WE WERE FORTUNATE to have been given a couple of entry tickets to the Frieze art fair held every year in London’s Regents Park. The fair consists of the elaborate stalls (or booths) set up by commercial art galleries and dealers from London and all over the world. It is divided into two sections, each housed in enormous temporary structures. Frieze Masters displays artworks and other artefacts (many of them antiques) created before the year 2000 AD. Although many of the pieces on display are fabulously beautiful and for sale, walking around Frieze Masters is rather like exploring a large museum. The stall by Jonckheere was especially wonderful with its display of paintings by Hieronymus Bosch and others of his era.
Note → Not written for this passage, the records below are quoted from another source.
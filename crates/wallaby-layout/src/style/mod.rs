//! Style input for the layout engine
//!
//! [Cascading Style Sheets Level 2 Revision 1](https://www.w3.org/TR/CSS2/)
//!
//! The engine takes already-computed style as input. The embedder is
//! responsible for parsing and cascading; this module defines the value
//! types and the per-element [`ComputedStyle`] record the engine reads.

pub mod computed;
mod display;
mod values;

pub use computed::{ComputedStyle, StyleMap};
pub use display::{DisplayValue, InnerDisplayType, OuterDisplayType};
pub use values::{
    AutoLength, BoxSizingValue, ClearValue, DEFAULT_FONT_SIZE_PX, FloatValue, LengthValue,
    LineHeightValue, OverflowValue, PositionValue, TextAlignValue, WhiteSpaceValue,
};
South of the Frieze masters pavilion is the Frieze London pavilion which showcases mainly works created after 2000. I found this to be far more exciting than the Frieze Masters. Many of the exhibitors’ displays had a vibrancy that I found lacking at Frieze Masters. Many of the booths had works by the brilliant, versatile Nigerian British artist Yinka Shonibare, whose works I have seen recently in several other galleries around London. Many other well-known artists such as Grayson Perry had works on display. Three booths, operated by galleries based in India, exhibited works by artists from not only India but also Pakistan and Bangladesh. Amongst the many eye-catching exhibits, there was a collection of works by the artist Patrick Goddard (born 1984). What made this display most interesting was that both the walls of the booth and the artworks were covered by life-like models of snails (see photograph above).

Having seen several exhibitions of contemporary art by African artists during the three days before we visited Frieze, I was attracted to the booth set up by the Stephen Friedman Gallery (London). It contained paintings and sculptures by an artist, Leila Babirye, born in Kampala, Uganda in 1985. She studied art at Makerere University in Kampala, and then participated in the Fire Island Residency (New York State) in 2015. The Residency is a meeting place for visual artists who are (to quote the Residency’s website): “… lesbian, gay, bisexual, transgender, non-binary, intersex and queer …” Ms Babyre is a member of the LGBTQ+ community, which is frowned upon in her native land. Because of this, she received asylum in the USA in 2018, and now both lives and works in Brooklyn, New York City. On display at Frieze, is her collection of colourful portraits, which sre described as “queer identity cards”. A director of the gallery explained that these are a reaction to the formal format of official identity card photographs in which the subject has to remove spectacles, headwear, and tie back their hair. In addition to these, and more interesting visually, there were several sculptures by Ms Babirye. Beautifully crafted, most of them incorporate a variety of different materials – often discarded objects. The point of embellishing her sculptures with what is basically ‘trash’ is to illustrate the word used in the Luganda language to describe homosexuals – ‘ebisiyaga’ meaning ‘sugar cane husk’, in other words ‘it’s rubbish’.

There was plenty more that I found exciting at Frieze London, but the stalls exhibiting artists from the Indian Subcontinent and that showing Leila Babirye wer for me the most interesting. A visit to the Frieze art fair is both exhilarating and exhausting. Luckily, the prices of the artworks were way beyond our budget. Had they not been so costly, I am sure that we would have brought home quite a few of them.